My Lords, many cases were called to the attention of your Lordships during the hearing of the appeal, but I think it is only necessary to refer to one of these, in a case depending on illegality. I refer to the case of Baily v. De Crespigny(1), a leading case on the principles applicable, where land is taken for public purposes under a private Act of Parliament. In this case it was held that the defendant was discharged from a covenant by a subsequent Act of Parliament which compelled him to assign to a railway company, and so put it out of his power to perform the covenant on the principle that "lex non cogit ad impossibilia." I think that the reasoning contained in the judgment of Hannen J.(2) is applicable to the present case, and that the law will not enforce the fulfilment of a contract where the Legislature has introduced substantial and indefinite limitations which the parties cannot be held to have contemplated when making the contract: "There can be no doubt that a man may by an absolute contract bind himself to perform things which subsequently become impossible, or to pay damages for the non-performance, and this construction is to be put upon an unqualified undertaking, where the event which causes the impossibility was or might have been anticipated and guarded against in the contract, or where the impossibility arises from the act or default of the promissor.
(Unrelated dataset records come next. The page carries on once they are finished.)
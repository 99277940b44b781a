//! Shared test fixtures: a scripted, recording `CommandRunner`.

#![allow(dead_code)]

use ceres_ios_build::{CommandOutput, CommandRunner, CommandSpec, Result};
use std::cell::RefCell;

/// Records every command and answers from a prefix-keyed script.
///
/// The longest scripted prefix of the rendered command line wins; unscripted
/// commands succeed with empty output.
#[derive(Default)]
pub struct MockRunner {
    responses: Vec<(String, CommandOutput)>,
    calls: RefCell<Vec<CommandSpec>>,
}

impl MockRunner {
    pub fn new() -> Self {
        Self::default()
    }

    pub fn respond(mut self, prefix: &str, stdout: &str) -> Self {
        self.responses.push((
            prefix.to_string(),
            CommandOutput {
                code: Some(0),
                stdout: stdout.to_string(),
                stderr: String::new(),
            },
        ));
        self
    }

    pub fn fail(mut self, prefix: &str, code: i32) -> Self {
        self.responses.push((
            prefix.to_string(),
            CommandOutput {
                code: Some(code),
                stdout: String::new(),
                stderr: format!("{} exploded", prefix),
            },
        ));
        self
    }

    /// Canned Xcode answers: developer root, SDK listing and SDK path.
    pub fn with_xcode(self, listing: &str, sdk_path: &str) -> Self {
        self.respond("xcode-select --print-path", "/Applications/Xcode.app/Contents/Developer\n")
            .respond("xcodebuild -showsdks", listing)
            .respond("xcodebuild -version -sdk", &format!("{}\n", sdk_path))
    }

    pub fn calls(&self) -> Vec<CommandSpec> {
        self.calls.borrow().clone()
    }

    /// Rendered command lines, in invocation order.
    pub fn command_lines(&self) -> Vec<String> {
        self.calls.borrow().iter().map(|c| c.to_string()).collect()
    }

    pub fn programs(&self) -> Vec<String> {
        self.calls.borrow().iter().map(|c| c.program.clone()).collect()
    }
}

impl CommandRunner for MockRunner {
    fn run(&self, spec: &CommandSpec) -> Result<CommandOutput> {
        self.calls.borrow_mut().push(spec.clone());
        let line = spec.to_string();
        let output = self
            .responses
            .iter()
            .filter(|(prefix, _)| line.starts_with(prefix.as_str()))
            .max_by_key(|(prefix, _)| prefix.len())
            .map(|(_, output)| output.clone())
            .unwrap_or(CommandOutput {
                code: Some(0),
                ..Default::default()
            });
        Ok(output)
    }
}

pub const IOS_LISTING: &str = "\
iOS SDKs:
\tiOS 9.0                       \t-sdk iphoneos9.0
\tiOS 10.0                      \t-sdk iphoneos10.0

iOS Simulator SDKs:
\tSimulator - iOS 10.0          \t-sdk iphonesimulator10.0
";

pub const SDK_PATH: &str =
    "/Applications/Xcode.app/Contents/Developer/Platforms/iPhoneOS.platform/Developer/SDKs/iPhoneOS10.0.sdk";
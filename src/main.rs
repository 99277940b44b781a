use anyhow::Context;
use clap::Parser;
use log::LevelFilter;
use std::path::PathBuf;

use ceres_ios_build::config::{self, validator};
use ceres_ios_build::log_collector::{level_from_env, logs_dir};
use ceres_ios_build::{summarize, BuildConfig, LogCollector, Orchestrator, SdkSelection, SystemRunner};

/// Cross-compile Ceres Solver for iOS with cmake and make.
#[derive(Parser, Debug)]
#[command(name = "ceres-ios-build", version, about)]
struct Cli {
    /// Root that every relative path is resolved against [default: current directory]
    #[arg(long)]
    base_dir: Option<PathBuf>,

    /// TOML file with configuration overrides
    #[arg(long)]
    config: Option<PathBuf>,

    /// Source checkout handed to cmake
    #[arg(long)]
    source: Option<PathBuf>,

    /// Skip `make install`
    #[arg(long)]
    no_install: bool,

    /// How to choose among SDKs matching the platform
    #[arg(long, value_enum)]
    sdk_selection: Option<SdkSelection>,

    /// Pass CC/CXX/CFLAGS/CXXFLAGS/LDFLAGS to the build commands
    #[arg(long)]
    inject_toolchain_env: bool,

    /// Exit with status 1 when the build fails
    #[arg(long)]
    strict_exit: bool,

    /// Debug-level logging
    #[arg(short, long)]
    verbose: bool,
}

fn load_config(cli: &Cli, base_dir: PathBuf) -> anyhow::Result<BuildConfig> {
    let mut build_config = BuildConfig::from_base_dir(base_dir);

    if let Some(ref path) = cli.config {
        let path = build_config.resolve(path);
        let file = config::load_config_file(&path)
            .with_context(|| format!("Failed to load {}", path.display()))?;
        build_config.apply_overrides(&file)?;
    }

    if let Some(ref source) = cli.source {
        build_config.source_dir = build_config.resolve(source);
    }
    if cli.no_install {
        build_config.install = false;
    }
    if let Some(selection) = cli.sdk_selection {
        build_config.sdk_selection = selection;
    }
    if cli.inject_toolchain_env {
        build_config.inject_toolchain_env = true;
    }

    validator::validate_config(&build_config)?;
    Ok(build_config)
}

fn main() -> anyhow::Result<()> {
    let cli = Cli::parse();

    let base_dir = match cli.base_dir {
        Some(ref dir) => config::absolute_path(dir),
        None => std::env::current_dir().context("Failed to determine current directory")?,
    };

    let level = if cli.verbose {
        LevelFilter::Debug
    } else {
        level_from_env(LevelFilter::Info)
    };
    match LogCollector::new(&logs_dir(&base_dir), level) {
        Ok(collector) => {
            if let Err(e) = collector.install() {
                eprintln!("[Main] WARNING: {}", e);
            } else {
                log::debug!("[Main] Session log: {}", collector.session_path().display());
            }
        }
        Err(e) => eprintln!("[Main] WARNING: LogCollector initialization failed: {}", e),
    }

    let build_config = match load_config(&cli, base_dir) {
        Ok(build_config) => build_config,
        Err(e) => {
            log::error!("[Main] {:#}", e);
            log::logger().flush();
            return Err(e);
        }
    };
    let source_dir = build_config.source_dir.clone();
    let install = build_config.install;

    let mut orchestrator = Orchestrator::new(SystemRunner::new(), build_config);
    let outcome = orchestrator.run_build(&source_dir, install);
    match outcome {
        Ok(ref report) => log::info!(
            "[Main] Build finished: {} phases, installed={}, {:.1?}",
            report.phases_completed.len(),
            report.installed,
            report.elapsed
        ),
        Err(ref e) => log::error!("[Main] {}", e.user_message()),
    }

    let summary = summarize(&outcome, cli.strict_exit);
    if let Some(message) = summary.message {
        println!("{}", message);
    }

    log::logger().flush();

    if summary.exit_code != 0 {
        std::process::exit(summary.exit_code);
    }
    Ok(())
}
But where the event is of such a character that it cannot reasonably be supposed to have been in the contemplation of the contracting parties when the contract was made, they will not be held bound by general words which, though large enough to include, were not used with reference to the possibility of the particular contingency which afterwards happens." The learned

(1) L. R. 4 Q. B. 180.

(2) L. R. 4 Q. B. 185.

judge later referred to the case of Brewster v. Kitchell(1), and says(2):"The rule laid down in Brewster v. Kitchell(1) rests upon this ground, that it is not reasonable to suppose that the legislature, while altering the condition of things with reference to which the covenantor contracted, intended that he should remain liable on a covenant which the legislature itself prevented his fulfilling."

My Lords, in my opinion the appeal fails and should be dismissed with costs.